This talk will take you on a journey into the world of speech enhancement, a realm that exists only to separate an acoustic target speech signal from noise, interfering speech or music. While classical approaches were typically quite heavy on the mathematical side, the advent of deep learning radically changed the landscape. It allows for the topic to be formulated as a simple “learning from simulations” paradigm where data generation plays the central role. Starting from an early deep lerning noise reduction approach developed at Ohio State University, we proceed with gradual improvements that finally led to serious products over the last 2 years. The matter will be presented in a vivid fashion.
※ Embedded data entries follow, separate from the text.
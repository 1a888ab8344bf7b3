use eodfeed_core::{Warehouse, WarehouseConfig};
use serde_json::json;
use tracing::info;

use crate::cli::{CacheArgs, CacheCommand};
use crate::error::CliError;

use super::CommandOutput;

pub fn run(args: &CacheArgs, config: WarehouseConfig) -> Result<CommandOutput, CliError> {
    let warehouse = Warehouse::open(config)?;

    match &args.command {
        CacheCommand::List => CommandOutput::listing(warehouse.entries()?),
        CacheCommand::Remove { key } => {
            let removed = warehouse.remove(key)?;
            let summary = json!({ "key": key, "removed": removed });
            let output = CommandOutput::new(summary.clone(), vec![summary]);
            if removed {
                info!(%key, "removed cache entry");
                Ok(output)
            } else {
                Ok(output.with_failure(CliError::Command(format!("no cache entry '{key}'"))))
            }
        }
    }
}

#[cfg(test)]
mod tests {
    use super::*;
    use eodfeed_core::{SymbolInfo, SymbolTable};
    use tempfile::tempdir;

    #[test]
    fn lists_then_removes_entries() {
        let temp = tempdir().expect("tempdir");
        let config = WarehouseConfig::in_dir(temp.path(), "eoddata");
        {
            let warehouse = Warehouse::open(config.clone()).expect("open");
            let symbols: SymbolTable = vec![SymbolInfo {
                code: String::from("ABC"),
                name: String::from("ABC Corp"),
                long_name: None,
            }]
            .into_iter()
            .collect();
            warehouse
                .write("symbols/NYSE", &symbols.to_records())
                .expect("write");
        }

        let listed = run(&CacheArgs { command: CacheCommand::List }, config.clone()).expect("list");
        assert_eq!(listed.rows.len(), 1);
        assert_eq!(listed.rows[0]["key"], "symbols/NYSE");
        assert_eq!(listed.rows[0]["row_count"], 1);

        let remove = CacheArgs {
            command: CacheCommand::Remove {
                key: String::from("symbols/NYSE"),
            },
        };
        let removed = run(&remove, config.clone()).expect("remove");
        assert!(removed.failure.is_none());

        let again = run(&remove, config).expect("remove again");
        assert!(matches!(again.failure, Some(CliError::Command(_))));
    }
}
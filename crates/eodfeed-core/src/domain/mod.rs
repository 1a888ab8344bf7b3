//! # Domain Models
//!
//! Typed market data handled by eodfeed.
//!
//! | Type | Description |
//! |------|-------------|
//! | [`Exchange`] / [`ExchangeTable`] | Exchange metadata keyed by code |
//! | [`SymbolInfo`] / [`SymbolTable`] | Symbol listing of one exchange |
//! | [`HistorySeries`] | Unique, ascending bars for (exchange, symbol, period) |
//! | [`Bar`] / [`BarFields`] | One OHLCV observation |
//! | [`Period`] | Bar granularity with its vendor code |
//! | [`Bound`] | Exchange-local window edge (date or date-time) |
//! | [`CacheKey`] | Path-like key of a cache entry |

mod bound;
mod code;
mod models;
mod period;
mod series;

use std::fmt::{Display, Formatter};

pub use bound::{clamp_end, Bound};
pub use code::{exchange_code, symbol_code};
pub use models::{Exchange, ExchangeTable, SymbolInfo, SymbolTable};
pub use period::Period;
pub use series::{Bar, BarFields, HistorySeries};

/// Key of one cache entry: `exchanges`, `symbols/{exchange}` or
/// `history/{exchange}/{symbol}/period_{period}`.
#[derive(Debug, Clone, PartialEq, Eq, Hash, PartialOrd, Ord)]
pub struct CacheKey(String);

impl CacheKey {
    pub fn exchanges() -> Self {
        Self(String::from("exchanges"))
    }

    pub fn symbols(exchange: &str) -> Self {
        Self(format!("symbols/{exchange}"))
    }

    pub fn history(exchange: &str, symbol: &str, period: Period) -> Self {
        Self(format!("history/{exchange}/{symbol}/period_{period}"))
    }

    pub fn as_str(&self) -> &str {
        &self.0
    }
}

impl Display for CacheKey {
    fn fmt(&self, f: &mut Formatter<'_>) -> std::fmt::Result {
        f.write_str(self.as_str())
    }
}

impl AsRef<str> for CacheKey {
    fn as_ref(&self) -> &str {
        self.as_str()
    }
}

#[cfg(test)]
mod tests {
    use super::*;

    #[test]
    fn cache_keys_follow_path_layout() {
        assert_eq!(CacheKey::exchanges().as_str(), "exchanges");
        assert_eq!(CacheKey::symbols("NYSE").as_str(), "symbols/NYSE");
        assert_eq!(
            CacheKey::history("NYSE", "ABC", Period::Daily).as_str(),
            "history/NYSE/ABC/period_daily"
        );
    }
}
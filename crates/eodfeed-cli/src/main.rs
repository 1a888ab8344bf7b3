mod cli;
mod commands;
mod error;
mod output;

use clap::Parser;
use std::process::ExitCode;
use tracing_subscriber::EnvFilter;

use crate::cli::Cli;
use crate::error::CliError;

const LOG_ENV: &str = "EODFEED_LOG";

fn main() -> ExitCode {
    init_logging();

    match run() {
        Ok(()) => ExitCode::SUCCESS,
        Err(error) => {
            eprintln!("error: {error}");
            ExitCode::from(error.exit_code())
        }
    }
}

fn run() -> Result<(), CliError> {
    let cli = Cli::parse();

    let Some(output) = commands::run(&cli)? else {
        return Ok(());
    };
    output::render(&output, cli.format, cli.pretty)?;

    match output.failure {
        Some(failure) => Err(failure),
        None => Ok(()),
    }
}

fn init_logging() {
    tracing_subscriber::fmt()
        .with_env_filter(
            EnvFilter::try_from_env(LOG_ENV).unwrap_or_else(|_| EnvFilter::new("warn")),
        )
        .with_writer(std::io::stderr)
        .init();
}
And it will be supplemented with countless examples of how speech enhancement is deployed at Cerence, ranging from improved subjective quality in hands-free telephone calls to facilitating multi-user speech dialog systems such as MBUX (Mercedes Benz User Experience).

Biography

Friedrich Faubel holds a PhD from Saarland University. He was part of the International Research Training Group (IRTG) for Language Technology and Cognitive Systems. His PhD included research stays at Carnegie Mellon University (CMU) and the University of Edinburgh. In 2013, he joined the Auto Speech R&D department of Nuance. Since 2019, he is with the Audio AI department of Cerence where he works as a senior principle product R&D engineer. His main areas of expertise are speech enhancement for hands-free telephony, prompt and music cancellation for voice recognition applications as well as emergency vehicle detection for autonomous driving.